## Available data
// Copyright 2026 the Trellis Authors
// SPDX-License-Identifier: Apache-2.0 OR MIT

//! Role slot helper: compute leave/enter transitions when an occupant changes.
//!
//! ## Usage
//!
//! 1) Dispatch an input event through the scene and read its claimant.
//! 2) Call [`RoleSlot::update`] with the claimant to get `Leave(..)` / `Enter(..)` transitions.
//! 3) Deliver each transition as the role's direct notification
//!    (for hover, `Leave`/`Enter`; for drag, `DragEnd`/`DragStart`; and so on).
//!
//! ## Minimal example
//!
//! ```
//! use trellis_router::roles::{RoleEvent, RoleSlot};
//! let mut s: RoleSlot<u32> = RoleSlot::new();
//! assert_eq!(s.update(Some(1)), [RoleEvent::Enter(1)]);
//! assert_eq!(s.update(Some(2)), [RoleEvent::Leave(1), RoleEvent::Enter(2)]);
//! assert!(s.update(Some(2)).is_empty());
//! ```

use alloc::vec::Vec;

/// A single-occupant role (hovered, dragged, drag-hovered, selected).
///
/// Updating the occupant yields the minimal transition: nothing when unchanged,
/// otherwise a leave for the old occupant followed by an enter for the new one.
#[derive(Clone, Debug, Default, PartialEq, Eq)]
pub struct RoleSlot<K: Copy + Eq> {
    current: Option<K>,
}

/// A role transition.
///
/// Returned by [`RoleSlot::update`] and [`RoleSlot::clear`].
#[derive(Copy, Clone, Debug, PartialEq, Eq)]
pub enum RoleEvent<K> {
    /// The node takes the role.
    Enter(K),
    /// The node gives up the role.
    Leave(K),
}

impl<K: Copy + Eq> RoleSlot<K> {
    /// Create an empty slot.
    pub fn new() -> Self {
        Self { current: None }
    }

    /// Current occupant.
    pub fn get(&self) -> Option<K> {
        self.current
    }

    /// Vacate the slot, returning the leave event for the old occupant (if any).
    pub fn clear(&mut self) -> Vec<RoleEvent<K>> {
        self.update(None)
    }

    /// Replace the occupant and return the transitions, leave first.
    pub fn update(&mut self, next: Option<K>) -> Vec<RoleEvent<K>> {
        let mut out = Vec::new();
        if self.current == next {
            return out;
        }
        if let Some(old) = self.current {
            out.push(RoleEvent::Leave(old));
        }
        if let Some(new) = next {
            out.push(RoleEvent::Enter(new));
        }
        self.current = next;
        out
    }

    /// Vacate the slot without transitions if `k` occupies it. Returns true if it did.
    ///
    /// Used when the occupant is being destroyed and must not be notified.
    pub fn forget(&mut self, k: K) -> bool {
        if self.current == Some(k) {
            self.current = None;
            true
        } else {
            false
        }
    }
}
// Copyright 2026 the Trellis Authors
// SPDX-License-Identifier: Apache-2.0 OR MIT

//! Splitting a canvas transform into scale and pixel offsets.

use kurbo::{Affine, Vec2};

/// Coefficients closer to zero than this count as zero when checking for skew.
const SKEW_EPSILON: f64 = 1e-6;

/// Reasons a transform cannot be cached as an axis-aligned image.
#[derive(Clone, Copy, Debug, PartialEq, Eq, thiserror::Error)]
pub enum TransformError {
    /// The transform rotates or skews.
    #[error("skew and rotation are not supported")]
    Skewed,
    /// A coefficient is NaN or infinite.
    #[error("transform has non-finite coefficients")]
    NonFinite,
    /// A scale factor is zero or negative.
    #[error("transform scale is zero or negative")]
    DegenerateScale,
}

/// An axis-aligned transform split for pixel-exact caching.
///
/// `offset_i + offset_f` is the translation, with `offset_i` integral and each component
/// of `offset_f` in `[0, 1)`.
#[derive(Clone, Copy, Debug, PartialEq)]
pub struct PixelTransform {
    /// Per-axis scale.
    pub scale: Vec2,
    /// Whole-pixel part of the translation.
    pub offset_i: Vec2,
    /// Sub-pixel remainder of the translation.
    pub offset_f: Vec2,
}

impl PixelTransform {
    /// Split `transform`, rejecting anything that is not a positive scale plus translation.
    pub fn decompose(transform: Affine) -> Result<Self, TransformError> {
        let [a, b, c, d, e, f] = transform.as_coeffs();
        if !transform.is_finite() {
            return Err(TransformError::NonFinite);
        }
        let near_zero = |v: f64| (-SKEW_EPSILON..=SKEW_EPSILON).contains(&v);
        if !near_zero(b) || !near_zero(c) {
            return Err(TransformError::Skewed);
        }
        if a <= 0.0 || d <= 0.0 {
            return Err(TransformError::DegenerateScale);
        }
        let offset = Vec2::new(e, f);
        let offset_i = offset.floor();
        Ok(Self {
            scale: Vec2::new(a, d),
            offset_i,
            offset_f: offset - offset_i,
        })
    }
}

## Goal of the exercise
Take every line from the data that includes the word "Option".

## Reply to the exercise
    current: Option<K>,
    pub fn get(&self) -> Option<K> {
    pub fn update(&mut self, next: Option<K>) -> Vec<RoleEvent<K>> {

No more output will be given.